Unfortunately, alternating knots only take you so far. Once we get into knots with eight or more crossings, the number of nonalternating knots grows quickly, making Tait’s techniques less useful.
The original table of all 10-crossing knots was complete, but Tait, Kirkman and Little double-counted. It wasn’t until the 1970s that Kenneth Perko, a lawyer who had studied knot theory at Princeton, noticed that two of the knots are mirror images of each other. They are now known as the Perko pair in his honor.
Over the last century, mathematicians have found many clever ways to determine if knots are truly different. Essentially, the idea is to identify an invariant — a property, quantity or algebraic entity that is associated with the knot and can often be computed simply. (These properties have names like colorability, bridge number or writhe.) Armed with these labels, mathematicians can now easily compare two knots: If they differ in any given attribute, then they aren’t the same knot. None of these properties, however, is what mathematicians call a complete invariant, meaning that two different knots may have the same property.
Because of all this complexity, it may be no surprise that the tabulation of knots is still ongoing. Most recently, in 2020, Benjamin Burton classified all prime knots up to 19 crossings (of which there are almost 300 million).
Traditional knot theory makes sense only in three dimensions: In two dimensions only the unknot is possible, and in four dimensions the extra room allows knots to untie themselves, so every knot is the same as the unknot.
However, in four-dimensional space we can knot spheres. To get a sense of what this means, imagine slicing an ordinary sphere at regular intervals. Doing so yields circles, like lines of latitude. However, if we had an extra dimension, we could knot the sphere so the slices, now three-dimensional rather than two, could be knots.
This idea was behind one of the biggest recent results in knot theory. In 2018, then-graduate student Lisa Piccirillo settled a 50-year-old question about an 11-crossing knot first discovered by John Conway. The question had to do with a property called sliceness. As we’ve seen, when we slice a knotted sphere in four dimensions, we obtain a knot or link in three dimensions. Sometimes we can obtain a given knot from a nice smoothly knotted sphere, but for other knots the sphere has to be knotted and crinkled up like a piece of wastepaper. Piccirillo proved, in essence, that Conway’s knot was of the latter type. In technical lingo, she proved that it is not “smoothly slice.”

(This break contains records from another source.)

//! Landmark region coverage suggestions

use std::collections::HashSet;

use a11y_types::Issue;
use scraper::Html;

use crate::selectors;

/// Landmark roles every page is expected to expose, in suggestion order.
const REQUIRED_LANDMARKS: &[&str] = &["banner", "navigation", "main", "contentinfo"];

/// Union of explicit `role` values and implicit native-element landmarks,
/// then one suggestion per required role still missing.
pub fn check_landmark_regions(document: &Html) -> Vec<Issue> {
    let mut present: HashSet<String> = document
        .select(&selectors::ROLE)
        .filter_map(|element| element.value().attr("role"))
        .map(|role| role.trim().to_string())
        .collect();

    if document.select(&selectors::HEADER).next().is_some() {
        present.insert("banner".to_string());
    }
    if document.select(&selectors::FOOTER).next().is_some() {
        present.insert("contentinfo".to_string());
    }
    if document.select(&selectors::NAV).next().is_some() {
        present.insert("navigation".to_string());
    }
    // <main>, role="main", or the id conventions main/content.
    if document.select(&selectors::MAIN_LIKE).next().is_some() {
        present.insert("main".to_string());
    }

    REQUIRED_LANDMARKS
        .iter()
        .filter(|role| !present.contains(**role))
        .map(|role| {
            Issue::new(format!(
                "Suggested: Consider a landmark region for '{role}' \
                 (e.g., <header>, <main>, <nav>, <footer>, or role='{role}')."
            ))
        })
        .collect()
}
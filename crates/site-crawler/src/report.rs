//! CSV report serialization: header `URL,Issue`, one row per finding

use std::io;

use a11y_types::{AuditReport, PageOutcome};
use thiserror::Error;

#[derive(Debug, Error)]
pub enum ReportError {
    #[error("CSV write failed: {0}")]
    Csv(#[from] csv::Error),
    #[error("I/O error: {0}")]
    Io(#[from] io::Error),
    #[error("report was not valid UTF-8: {0}")]
    Utf8(#[from] std::string::FromUtf8Error),
}

/// Rows follow engine-output order within a page and submission order
/// across pages. A fetch failure contributes exactly one row.
pub fn write_csv<W: io::Write>(report: &AuditReport, out: W) -> Result<(), ReportError> {
    let mut writer = csv::Writer::from_writer(out);
    writer.write_record(["URL", "Issue"])?;

    for page in &report.pages {
        match &page.outcome {
            PageOutcome::Audited(issues) => {
                for issue in issues {
                    writer.write_record([page.url.as_str(), issue.message.as_str()])?;
                }
            }
            PageOutcome::FetchError(description) => {
                let message = format!("Fetch Error: {description}");
                writer.write_record([page.url.as_str(), message.as_str()])?;
            }
        }
    }

    writer.flush()?;
    Ok(())
}

pub fn csv_string(report: &AuditReport) -> Result<String, ReportError> {
    let mut buf = Vec::new();
    write_csv(report, &mut buf)?;
    Ok(String::from_utf8(buf)?)
}

#[cfg(test)]
mod tests {
    use super::*;
    use a11y_types::{Issue, PageReport};
    use pretty_assertions::assert_eq;

    fn report(pages: Vec<PageReport>) -> AuditReport {
        AuditReport {
            pages,
            checked_at: 0,
        }
    }

    #[test]
    fn writes_header_and_one_row_per_issue() {
        let report = report(vec![PageReport {
            url: "http://x.test/a".to_string(),
            outcome: PageOutcome::Audited(vec![
                Issue::new("Missing or empty <title> tag in <head>."),
                Issue::new("Missing 'lang' attribute in the <html> tag."),
            ]),
        }]);

        let csv = csv_string(&report).unwrap();
        let lines: Vec<&str> = csv.lines().collect();
        assert_eq!(lines.len(), 3);
        assert_eq!(lines[0], "URL,Issue");
        assert_eq!(lines[1], "http://x.test/a,Missing or empty <title> tag in <head>.");
        assert_eq!(lines[2], "http://x.test/a,Missing 'lang' attribute in the <html> tag.");
    }

    #[test]
    fn clean_page_contributes_no_rows() {
        let report = report(vec![PageReport {
            url: "http://x.test/a".to_string(),
            outcome: PageOutcome::Audited(vec![]),
        }]);

        let csv = csv_string(&report).unwrap();
        assert_eq!(csv.lines().count(), 1);
    }

    #[test]
    fn fetch_failure_becomes_a_single_synthetic_row() {
        let report = report(vec![PageReport {
            url: "http://b.test/".to_string(),
            outcome: PageOutcome::FetchError("connection refused".to_string()),
        }]);

        let csv = csv_string(&report).unwrap();
        let lines: Vec<&str> = csv.lines().collect();
        assert_eq!(lines.len(), 2);
        assert_eq!(lines[1], "http://b.test/,Fetch Error: connection refused");
    }

    #[test]
    fn messages_containing_commas_are_quoted() {
        let report = report(vec![PageReport {
            url: "http://x.test/a".to_string(),
            outcome: PageOutcome::Audited(vec![Issue::new(
                "Image missing alt attribute: http://x.test/a.png, HTML: <img src=\"a.png\">",
            )]),
        }]);

        let csv = csv_string(&report).unwrap();
        let lines: Vec<&str> = csv.lines().collect();
        assert!(lines[1].starts_with("http://x.test/a,\"Image missing alt attribute:"));
    }

    #[test]
    fn pages_stay_in_submission_order() {
        let report = report(vec![
            PageReport {
                url: "http://x.test/b".to_string(),
                outcome: PageOutcome::Audited(vec![Issue::new("first")]),
            },
            PageReport {
                url: "http://x.test/a".to_string(),
                outcome: PageOutcome::Audited(vec![Issue::new("second")]),
            },
        ]);

        let csv = csv_string(&report).unwrap();
        let lines: Vec<&str> = csv.lines().collect();
        assert_eq!(lines[1], "http://x.test/b,first");
        assert_eq!(lines[2], "http://x.test/a,second");
    }
}
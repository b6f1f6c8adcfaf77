//! The I/O collaborators around the accessibility rule engine: sitemap
//! ingestion, page fetching, crawl orchestration, and CSV report output.

pub mod crawl;
pub mod fetch;
pub mod report;
pub mod sitemap;

pub use crawl::audit_pages;
pub use fetch::{FetchError, PageFetcher, DEFAULT_TIMEOUT_MS};
pub use report::{csv_string, write_csv, ReportError};
pub use sitemap::{extract_sitemap_urls, SitemapError};
//! Document metadata checks: page title and declared language

use a11y_types::Issue;
use scraper::Html;

use crate::selectors;

/// A page needs a `<title>` with non-whitespace text.
pub fn check_title(document: &Html) -> Vec<Issue> {
    let has_title = document
        .select(&selectors::TITLE)
        .next()
        .map(|title| !title.text().collect::<String>().trim().is_empty())
        .unwrap_or(false);

    if has_title {
        Vec::new()
    } else {
        vec![Issue::new("Missing or empty <title> tag in <head>.")]
    }
}

/// Presence-only check: `lang=""` still counts as declared.
pub fn check_document_language(document: &Html) -> Vec<Issue> {
    let mut issues = Vec::new();
    if let Some(root) = document.select(&selectors::HTML_ROOT).next() {
        if root.value().attr("lang").is_none() {
            issues.push(Issue::new("Missing 'lang' attribute in the <html> tag."));
        }
    }
    issues
}
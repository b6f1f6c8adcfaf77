//! Crawl orchestration: fetch each page, run the engine, collect outcomes

use a11y_engine::AuditEngine;
use a11y_types::{AuditReport, PageOutcome, PageReport};
use tracing::{info, warn};

use crate::fetch::PageFetcher;

/// Audit each URL in submission order. A failed fetch becomes a synthetic
/// outcome for that URL and never aborts the rest of the batch.
pub async fn audit_pages(
    fetcher: &PageFetcher,
    engine: &AuditEngine,
    urls: &[String],
) -> AuditReport {
    let mut pages = Vec::with_capacity(urls.len());

    for url in urls {
        let outcome = match fetcher.fetch(url).await {
            Ok(html) => {
                let issues = engine.check_html(&html, url);
                info!(url = %url, issues = issues.len(), "page audited");
                PageOutcome::Audited(issues)
            }
            Err(e) => {
                warn!(url = %url, error = %e, "fetch failed");
                PageOutcome::FetchError(e.to_string())
            }
        };
        pages.push(PageReport {
            url: url.clone(),
            outcome,
        });
    }

    AuditReport {
        pages,
        checked_at: chrono::Utc::now().timestamp() as u64,
    }
}
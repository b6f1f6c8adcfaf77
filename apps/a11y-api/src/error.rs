//! Error types for the audit API

use axum::{
    http::StatusCode,
    response::{IntoResponse, Response},
    Json,
};
use serde_json::json;
use thiserror::Error;

use site_crawler::{FetchError, ReportError, SitemapError};

#[derive(Debug, Error)]
pub enum ApiError {
    #[error("Invalid request: {0}")]
    InvalidRequest(String),

    #[error("Sitemap parse failed: {0}")]
    Sitemap(#[from] SitemapError),

    #[error("Sitemap fetch failed: {0}")]
    SitemapFetch(#[from] FetchError),

    #[error("Report serialization failed: {0}")]
    Report(#[from] ReportError),

    #[error("Internal error: {0}")]
    Internal(#[from] anyhow::Error),
}

impl IntoResponse for ApiError {
    fn into_response(self) -> Response {
        let (status, message) = match &self {
            ApiError::InvalidRequest(msg) => (StatusCode::BAD_REQUEST, msg.clone()),
            ApiError::Sitemap(e) => (StatusCode::BAD_REQUEST, e.to_string()),
            ApiError::SitemapFetch(e) => (StatusCode::BAD_GATEWAY, e.to_string()),
            ApiError::Report(e) => {
                tracing::error!("report serialization error: {}", e);
                (
                    StatusCode::INTERNAL_SERVER_ERROR,
                    "Report serialization failed".to_string(),
                )
            }
            ApiError::Internal(e) => {
                tracing::error!("Internal error: {}", e);
                (
                    StatusCode::INTERNAL_SERVER_ERROR,
                    "Internal error".to_string(),
                )
            }
        };

        let body = Json(json!({
            "error": message,
            "status": status.as_u16(),
        }));

        (status, body).into_response()
    }
}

Knot theory has crisscrossed the mathematical landscape over the centuries. It began as an applied area of mathematics, with Thomson attempting to use knots to understand the makeup of matter. As that idea faded, it became an area of pure mathematics, a branch of the intriguing and still unpractical domain of topology. But in recent years knot theory has again become an applied area of mathematics, as scientists use ideas from knot theory to investigate fluid dynamics, electrodynamics, knotted molecules such as DNA and so on. Fortunately, while scientists were busy studying other things, mathematicians were building catalogs of knots and the tools to untangle their secrets.